Big Data promises order, promises fluid streaming from the bouncing chaos; all the blue marbles into the blue hopper, the red ones into the red hopper and everything in place. Our world, however, is absolutely not structured that way. After the desperate and sad fire that killed Apollo I’s crew on the ground, investigators found a wrench socket pressed up in the capsule’s wiring. It would never have been discovered if the mission had succeeded. Another node of chaos in service of the illusion of organisation.

I’ve often heard pilots talk about the physicality of flying 747s versus the light-touch joystick control of Airbus alternatives “…it’s quite common for pilots to strongly prefer older aircraft […] in which fewer tasks are automated or computerized, many pilots feel closer to the simplest mechanics of flying” (source: Skyfaring: A Journey with a Pilot, Mark Vanhoenacker, 2015). Are we doing something similar in our use of data? Moving away from the base skills that lead to really understanding what customers think and do? ‘We have the numbers, so we must apply significance to them’ versus the older skill of asking the right questions.

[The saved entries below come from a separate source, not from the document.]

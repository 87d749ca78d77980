use chrono::{DateTime, Utc};
use sqlx::{FromRow, SqlitePool};

use crate::core::error::{AppError, Result};
use crate::features::reports::models::{CreateReport, Report, ReportStatus};

const REPORT_COLUMNS: &str =
    "id, issue_type, description, location, status, image_filename, created_at";

/// Report counts grouped by status
#[derive(Debug, Clone, Copy, PartialEq, Eq, Default, FromRow)]
pub struct StatusCounts {
    pub total: i64,
    pub active: i64,
    pub resolved: i64,
}

/// Persistence for the `reports` table.
///
/// Every method is a single SQL statement, so each call is atomic on its own.
pub struct ReportStore {
    pool: SqlitePool,
}

impl ReportStore {
    pub fn new(pool: SqlitePool) -> Self {
        Self { pool }
    }

    /// Insert a report, stamping it with the current time
    pub async fn create(&self, data: &CreateReport) -> Result<Report> {
        self.create_at(data, Utc::now()).await
    }

    pub(crate) async fn create_at(
        &self,
        data: &CreateReport,
        created_at: DateTime<Utc>,
    ) -> Result<Report> {
        let sql = format!(
            r#"
            INSERT INTO reports (issue_type, description, location, status, image_filename, created_at)
            VALUES (?, ?, ?, ?, ?, ?)
            RETURNING {REPORT_COLUMNS}
            "#
        );

        let report = sqlx::query_as::<_, Report>(&sql)
            .bind(&data.issue_type)
            .bind(&data.description)
            .bind(&data.location)
            .bind(ReportStatus::Active)
            .bind(&data.image_filename)
            .bind(created_at)
            .fetch_one(&self.pool)
            .await
            .map_err(|e| {
                tracing::error!("Failed to create report: {:?}", e);
                AppError::Database(e)
            })?;

        Ok(report)
    }

    /// All reports, newest first
    pub async fn list_all(&self) -> Result<Vec<Report>> {
        let sql = format!("SELECT {REPORT_COLUMNS} FROM reports ORDER BY created_at DESC, id DESC");

        sqlx::query_as::<_, Report>(&sql)
            .fetch_all(&self.pool)
            .await
            .map_err(|e| {
                tracing::error!("Failed to list reports: {:?}", e);
                AppError::Database(e)
            })
    }

    pub async fn get(&self, id: i64) -> Result<Option<Report>> {
        let sql = format!("SELECT {REPORT_COLUMNS} FROM reports WHERE id = ?");

        sqlx::query_as::<_, Report>(&sql)
            .bind(id)
            .fetch_optional(&self.pool)
            .await
            .map_err(|e| {
                tracing::error!("Failed to get report {}: {:?}", id, e);
                AppError::Database(e)
            })
    }

    /// Set the status of a report, returning the updated row if it exists
    pub async fn update_status(&self, id: i64, status: ReportStatus) -> Result<Option<Report>> {
        let sql = format!("UPDATE reports SET status = ? WHERE id = ? RETURNING {REPORT_COLUMNS}");

        sqlx::query_as::<_, Report>(&sql)
            .bind(status)
            .bind(id)
            .fetch_optional(&self.pool)
            .await
            .map_err(|e| {
                tracing::error!("Failed to update status of report {}: {:?}", id, e);
                AppError::Database(e)
            })
    }

    /// Delete a report row. Returns false when no row matched.
    pub async fn delete(&self, id: i64) -> Result<bool> {
        let result = sqlx::query("DELETE FROM reports WHERE id = ?")
            .bind(id)
            .execute(&self.pool)
            .await
            .map_err(|e| {
                tracing::error!("Failed to delete report {}: {:?}", id, e);
                AppError::Database(e)
            })?;

        Ok(result.rows_affected() > 0)
    }

    pub async fn count_by_status(&self) -> Result<StatusCounts> {
        sqlx::query_as::<_, StatusCounts>(
            r#"
            SELECT
                COUNT(*) AS total,
                COALESCE(SUM(CASE WHEN status = 'Active' THEN 1 ELSE 0 END), 0) AS active,
                COALESCE(SUM(CASE WHEN status = 'Resolved' THEN 1 ELSE 0 END), 0) AS resolved
            FROM reports
            "#,
        )
        .fetch_one(&self.pool)
        .await
        .map_err(|e| {
            tracing::error!("Failed to count reports: {:?}", e);
            AppError::Database(e)
        })
    }

    /// Creation timestamps falling in `[start, end)`
    pub async fn created_between(
        &self,
        start: DateTime<Utc>,
        end: DateTime<Utc>,
    ) -> Result<Vec<DateTime<Utc>>> {
        sqlx::query_scalar::<_, DateTime<Utc>>(
            "SELECT created_at FROM reports WHERE created_at >= ? AND created_at < ?",
        )
        .bind(start)
        .bind(end)
        .fetch_all(&self.pool)
        .await
        .map_err(|e| {
            tracing::error!("Failed to fetch report timestamps: {:?}", e);
            AppError::Database(e)
        })
    }
}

We’ve built the Uncrowd platform to be capable of pulling insight from huge live datasets down to hand-written one-off notes scribbled by the Chairman’s partner. We have the big data capability but our experience of the outcomes from various data sources has thrown up one very big insight of our own: that practical, actionable retail improvement comes from weighting all data sources against each other, listening to the small data as well as being streamlined by the big.


It’s led us to an important conclusion; that the era of Big Data dominance must end, instead we should Right-Size Data based on asking better initial questions. The implications are that the importance of those huge datasets is downgraded versus the richness of human-scale descriptive data.